Kate showing AR demos: virtual dinosaur & virtual makeup
Kate showing AR demos: virtual dinosaur & virtual makeup

For the Generative AI (GenAI) part, I wanted to show the generation of images and videos that incorporate all listeners. Due to the short time available, it was very challenging. I had to design workflows that are:

  • Extremely high-speed
  • Failsafe (no time for cherry-picking results!)

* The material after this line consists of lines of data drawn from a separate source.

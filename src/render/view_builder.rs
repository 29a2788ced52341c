//! View Builder
//!
//! Turns an ordered result set into a `RenderOutcome`. Pure: the records are
//! only read, and filtering is never re-run here.

use std::time::Duration;

use smallvec::SmallVec;

use crate::data::EditorialRecord;
use crate::render::labels::{section_css_class, section_label};
use crate::render::view_models::{stagger_delay, CardView, RenderOutcome, StructureBlockView};

/// Render matched records into cards.
///
/// Empty input gives `RenderOutcome::Empty`; otherwise one card per record in
/// input order, with `count == results.len()`.
pub fn render(results: &[&EditorialRecord]) -> RenderOutcome {
    if results.is_empty() {
        return RenderOutcome::Empty;
    }

    let cards: Vec<CardView> = results
        .iter()
        .enumerate()
        .map(|(index, record)| build_card(index, record))
        .collect();

    RenderOutcome::Populated {
        count: cards.len(),
        cards,
    }
}

fn build_card(index: usize, record: &EditorialRecord) -> CardView {
    let blocks: SmallVec<[StructureBlockView; 4]> = record
        .structure
        .iter()
        .map(|(key, text)| StructureBlockView {
            key: key.clone(),
            label: section_label(key).to_string(),
            css_class: section_css_class(key).to_string(),
            // Null sections keep their slot with empty text
            text: text.clone().unwrap_or_default(),
        })
        .collect();

    CardView {
        title: record.title().unwrap_or_default().to_string(),
        author: record.author().unwrap_or_default().to_string(),
        date: record.date().unwrap_or_default().to_string(),
        animation_delay_secs: stagger_delay(index),
        blocks,
    }
}

// ============================================================================
// SCROLL POLICY
// ============================================================================

/// Delay before the host checks the scroll position after populating
pub const SCROLL_DEFER: Duration = Duration::from_millis(100);

/// Scroll-to-results rule for hosts with a scrollable page.
///
/// Hosts without scrolling can ignore it; nothing in rendering depends on it.
#[derive(Debug, Clone, Copy, PartialEq)]
pub struct ScrollPolicy {
    /// Height of the header region above the results
    pub header_height: f64,
}

impl ScrollPolicy {
    pub fn new(header_height: f64) -> Self {
        Self { header_height }
    }

    /// Scroll smoothly to the results when still above half the header
    pub fn should_scroll(&self, scroll_y: f64) -> bool {
        scroll_y < self.header_height / 2.0
    }

    /// Whether the host should scroll after showing `outcome`
    pub fn should_scroll_after(&self, outcome: &RenderOutcome, scroll_y: f64) -> bool {
        outcome.shows_results() && self.should_scroll(scroll_y)
    }
}

#[cfg(test)]
mod tests {
    use super::*;
    use approx::assert_relative_eq;
    use indexmap::IndexMap;

    fn record(title: &str, structure: &[(&str, Option<&str>)]) -> EditorialRecord {
        let structure: IndexMap<String, Option<String>> = structure
            .iter()
            .map(|(k, v)| (k.to_string(), v.map(str::to_string)))
            .collect();
        EditorialRecord {
            title: Some(title.to_string()),
            author: Some("Kim".to_string()),
            date: Some("2024.05.01".to_string()),
            structure,
        }
    }

    #[test]
    fn test_render_empty() {
        assert_eq!(render(&[]), RenderOutcome::Empty);
    }

    #[test]
    fn test_render_populated_preserves_order_and_count() {
        let records = vec![record("B", &[]), record("A", &[]), record("C", &[])];
        let refs: Vec<&EditorialRecord> = records.iter().collect();

        let outcome = render(&refs);
        assert_eq!(outcome.count(), 3);
        let titles: Vec<&str> = outcome.cards().iter().map(|c| c.title.as_str()).collect();
        assert_eq!(titles, vec!["B", "A", "C"]);
    }

    #[test]
    fn test_render_stagger_delays() {
        let records = vec![record("A", &[]), record("B", &[]), record("C", &[])];
        let refs: Vec<&EditorialRecord> = records.iter().collect();

        let outcome = render(&refs);
        let delays: Vec<f64> = outcome.cards().iter().map(|c| c.animation_delay_secs).collect();
        assert_relative_eq!(delays[0], 0.0);
        assert_relative_eq!(delays[1], 0.1);
        assert_relative_eq!(delays[2], 0.2);
    }

    #[test]
    fn test_render_blocks_in_stored_order_with_labels() {
        let records = vec![record(
            "A",
            &[
                ("fact", Some("f")),
                ("background", Some("b")),
                ("rebuttal", Some("r")),
                ("argument", Some("a")),
            ],
        )];
        let refs: Vec<&EditorialRecord> = records.iter().collect();

        let outcome = render(&refs);
        let blocks = &outcome.cards()[0].blocks;

        let labels: Vec<&str> = blocks.iter().map(|b| b.label.as_str()).collect();
        assert_eq!(labels, vec!["사실", "배경", "rebuttal", "주장"]);

        let classes: Vec<&str> = blocks.iter().map(|b| b.css_class.as_str()).collect();
        assert_eq!(classes, vec!["fact-label", "bg-label", "bg-label", "arg-label"]);

        assert_eq!(blocks[2].key, "rebuttal");
        assert_eq!(blocks[2].text, "r");
    }

    #[test]
    fn test_render_missing_fields_as_empty_text() {
        let records = vec![EditorialRecord::default(), record("A", &[("evidence", None)])];
        let refs: Vec<&EditorialRecord> = records.iter().collect();

        let outcome = render(&refs);
        let first = &outcome.cards()[0];
        assert_eq!(first.title, "");
        assert!(first.blocks.is_empty());

        let second = &outcome.cards()[1];
        assert_eq!(second.blocks.len(), 1);
        assert_eq!(second.blocks[0].label, "근거");
        assert_eq!(second.blocks[0].text, "");
    }

    #[test]
    fn test_scroll_policy() {
        let policy = ScrollPolicy::new(600.0);
        assert!(policy.should_scroll(0.0));
        assert!(policy.should_scroll(299.0));
        assert!(!policy.should_scroll(300.0));
        assert!(!policy.should_scroll(900.0));

        assert!(!policy.should_scroll_after(&RenderOutcome::Empty, 0.0));
        assert_eq!(SCROLL_DEFER, Duration::from_millis(100));
    }
}
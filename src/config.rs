//! Configuration for the search host
//!
//! Settings come from environment variables, with CLI flags layered on top
//! by the binary:
//! - `EDITORIAL_DATA`: path to the JSON collection (default `data/editorials.json`)
//! - `EDITORIAL_FORMAT`: `text | html | markdown | json` (default `text`)
//! - `EDITORIAL_CATEGORY`: default category selector value (default `all`)

use std::fmt;
use std::path::PathBuf;
use std::str::FromStr;

use thiserror::Error;

use crate::render::{HtmlFormatter, JsonFormatter, MarkdownFormatter, RenderOutcome, TextFormatter};

pub const DATA_ENV: &str = "EDITORIAL_DATA";
pub const FORMAT_ENV: &str = "EDITORIAL_FORMAT";
pub const CATEGORY_ENV: &str = "EDITORIAL_CATEGORY";

pub const DEFAULT_DATA_PATH: &str = "data/editorials.json";
pub const DEFAULT_CATEGORY: &str = "all";

#[derive(Debug, Clone, PartialEq, Eq, Error)]
pub enum ConfigError {
    #[error("unknown output format '{0}' (expected text, html, markdown or json)")]
    UnknownFormat(String),
}

/// How the host materializes a `RenderOutcome`
#[derive(Debug, Clone, Copy, PartialEq, Eq, Default, clap::ValueEnum)]
pub enum OutputFormat {
    #[default]
    Text,
    Html,
    #[value(alias = "md")]
    Markdown,
    Json,
}

impl OutputFormat {
    pub fn as_str(&self) -> &'static str {
        match self {
            OutputFormat::Text => "text",
            OutputFormat::Html => "html",
            OutputFormat::Markdown => "markdown",
            OutputFormat::Json => "json",
        }
    }

    /// Materialize an outcome in this format
    pub fn format(&self, outcome: &RenderOutcome) -> Result<String, serde_json::Error> {
        Ok(match self {
            OutputFormat::Text => TextFormatter::format(outcome),
            OutputFormat::Html => HtmlFormatter::format(outcome),
            OutputFormat::Markdown => MarkdownFormatter::format(outcome),
            OutputFormat::Json => JsonFormatter::format(outcome)?,
        })
    }
}

impl FromStr for OutputFormat {
    type Err = ConfigError;

    fn from_str(s: &str) -> Result<Self, Self::Err> {
        // Same value names and aliases as the `--format` flag
        let raw = s.trim();
        <OutputFormat as clap::ValueEnum>::from_str(raw, true)
            .map_err(|_| ConfigError::UnknownFormat(raw.to_string()))
    }
}

impl fmt::Display for OutputFormat {
    fn fmt(&self, f: &mut fmt::Formatter<'_>) -> fmt::Result {
        f.write_str(self.as_str())
    }
}

#[derive(Debug, Clone, PartialEq, Eq)]
pub struct SearchConfig {
    pub data_path: PathBuf,
    pub format: OutputFormat,
    pub category: String,
}

impl Default for SearchConfig {
    fn default() -> Self {
        Self {
            data_path: PathBuf::from(DEFAULT_DATA_PATH),
            format: OutputFormat::default(),
            category: DEFAULT_CATEGORY.to_string(),
        }
    }
}

impl SearchConfig {
    /// Read configuration from the process environment
    pub fn from_env() -> Result<Self, ConfigError> {
        Self::from_lookup(|key| std::env::var(key).ok())
    }

    /// Read configuration through a variable lookup (unset -> `None`)
    pub fn from_lookup<F>(lookup: F) -> Result<Self, ConfigError>
    where
        F: Fn(&str) -> Option<String>,
    {
        let mut config = Self::default();

        if let Some(path) = lookup(DATA_ENV).filter(|v| !v.is_empty()) {
            config.data_path = PathBuf::from(path);
        }
        if let Some(format) = lookup(FORMAT_ENV).filter(|v| !v.is_empty()) {
            config.format = format.parse()?;
        }
        if let Some(category) = lookup(CATEGORY_ENV).filter(|v| !v.is_empty()) {
            config.category = category;
        }

        Ok(config)
    }

    /// Layer explicit (CLI) values over this configuration
    pub fn with_overrides(
        mut self,
        data_path: Option<PathBuf>,
        format: Option<OutputFormat>,
        category: Option<String>,
    ) -> Self {
        if let Some(path) = data_path {
            self.data_path = path;
        }
        if let Some(format) = format {
            self.format = format;
        }
        if let Some(category) = category {
            self.category = category;
        }
        self
    }
}
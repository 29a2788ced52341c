//! Search category selector
//!
//! Maps the raw selector value (`all`, `author`, `title`,
//! `structure_<key>`) to the field scope a query is matched against.
//! Parsing never fails: unknown values become `Unrecognized`, which matches
//! nothing.

use std::fmt;
use std::str::FromStr;

use serde::{Deserialize, Serialize};

/// Prefix of the per-section category values
pub const STRUCTURE_PREFIX: &str = "structure_";

/// Field scope for a search
#[derive(Debug, Clone, PartialEq, Eq, Hash, Default, Serialize, Deserialize)]
#[serde(into = "String", from = "String")]
pub enum SearchCategory {
    /// Title, author, or any structure section
    #[default]
    All,
    Author,
    Title,
    /// A single structure section by key
    Structure(String),
    /// Any other selector value (matches nothing)
    Unrecognized(String),
}

impl SearchCategory {
    /// Parse a raw selector value. Total: never errors.
    pub fn parse(raw: &str) -> Self {
        match raw {
            "all" => SearchCategory::All,
            "author" => SearchCategory::Author,
            "title" => SearchCategory::Title,
            other => match other.strip_prefix(STRUCTURE_PREFIX) {
                Some(key) => SearchCategory::Structure(key.to_string()),
                None => SearchCategory::Unrecognized(other.to_string()),
            },
        }
    }

    /// Selector value for a structure section key
    pub fn structure_value(key: &str) -> String {
        format!("{}{}", STRUCTURE_PREFIX, key)
    }

    pub fn is_recognized(&self) -> bool {
        !matches!(self, SearchCategory::Unrecognized(_))
    }
}

impl FromStr for SearchCategory {
    type Err = std::convert::Infallible;

    fn from_str(s: &str) -> Result<Self, Self::Err> {
        Ok(Self::parse(s))
    }
}

impl From<String> for SearchCategory {
    fn from(raw: String) -> Self {
        Self::parse(&raw)
    }
}

impl From<SearchCategory> for String {
    fn from(category: SearchCategory) -> Self {
        category.to_string()
    }
}

impl fmt::Display for SearchCategory {
    fn fmt(&self, f: &mut fmt::Formatter<'_>) -> fmt::Result {
        match self {
            SearchCategory::All => f.write_str("all"),
            SearchCategory::Author => f.write_str("author"),
            SearchCategory::Title => f.write_str("title"),
            SearchCategory::Structure(key) => write!(f, "{}{}", STRUCTURE_PREFIX, key),
            SearchCategory::Unrecognized(raw) => f.write_str(raw),
        }
    }
}
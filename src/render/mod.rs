//! Rendering of search results
//!
//! - `view_models`: `RenderOutcome`, `CardView`, `StructureBlockView`
//! - `labels`: Structure key -> label / style class lookup table
//! - `view_builder`: `render()` and the scroll-to-results rule
//! - `formatters`: HTML, Markdown, JSON and plain-text output

pub mod formatters;
pub mod labels;
pub mod view_builder;
pub mod view_models;

pub use formatters::{HtmlFormatter, JsonFormatter, MarkdownFormatter, TextFormatter};
pub use view_builder::{render, ScrollPolicy, SCROLL_DEFER};
pub use view_models::{CardView, RenderOutcome, StructureBlockView};
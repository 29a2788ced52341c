//! View Models for rendered search results
//!
//! Structured, display-ready data produced by `render()`. Hosts materialize
//! these into whatever UI they have (HTML, terminal, JSON).

use serde::Serialize;
use smallvec::SmallVec;

/// Seconds of animation delay added per card position
pub const STAGGER_STEP_SECS: f64 = 0.1;

/// Outcome of rendering a result set
#[derive(Debug, Clone, PartialEq, Serialize)]
#[serde(tag = "status", rename_all = "snake_case")]
pub enum RenderOutcome {
    /// No matches: show the empty-state indicator, hide list and count
    Empty,
    /// Show the result list and a count equal to `cards.len()`
    Populated { count: usize, cards: Vec<CardView> },
}

impl RenderOutcome {
    pub fn count(&self) -> usize {
        match self {
            RenderOutcome::Empty => 0,
            RenderOutcome::Populated { count, .. } => *count,
        }
    }

    pub fn cards(&self) -> &[CardView] {
        match self {
            RenderOutcome::Empty => &[],
            RenderOutcome::Populated { cards, .. } => cards,
        }
    }

    pub fn is_empty(&self) -> bool {
        matches!(self, RenderOutcome::Empty)
    }

    pub fn shows_empty_state(&self) -> bool {
        self.is_empty()
    }

    /// Result list and result count are shown or hidden together
    pub fn shows_results(&self) -> bool {
        !self.is_empty()
    }
}

/// One result card
#[derive(Debug, Clone, PartialEq, Serialize)]
pub struct CardView {
    pub title: String,
    pub author: String,
    pub date: String,
    /// Staggered entry animation, `index * 0.1` seconds
    pub animation_delay_secs: f64,
    /// One block per structure section, in stored order
    pub blocks: SmallVec<[StructureBlockView; 4]>,
}

impl CardView {
    /// Delay as a CSS time value, e.g. `0s`, `0.1s`
    pub fn animation_delay_css(&self) -> String {
        format!("{}s", self.animation_delay_secs)
    }
}

/// One labeled structure section inside a card
#[derive(Debug, Clone, PartialEq, Eq, Serialize)]
pub struct StructureBlockView {
    /// Raw section key as stored on the record
    pub key: String,
    pub label: String,
    pub css_class: String,
    pub text: String,
}

/// Animation delay for the card at `index`
pub fn stagger_delay(index: usize) -> f64 {
    index as f64 * STAGGER_STEP_SECS
}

It was an unexpected adventure that took me more time than I would have predicted!

Preparations

As demo platform, I was using my regular setup (multiple 4 x H100 servers running in the university’s data center), so compute power was not an issue. With ComfyUI, I was sure to be able to run the latest bleeding edge GenAI models.

As there were many more children than teachers, my rough plan was:

  • Image generation: include children
  • Video generation: include teachers

Image Generation

My first idea failed hard, even though I tried very hard to make it work. This took most of my preparation time!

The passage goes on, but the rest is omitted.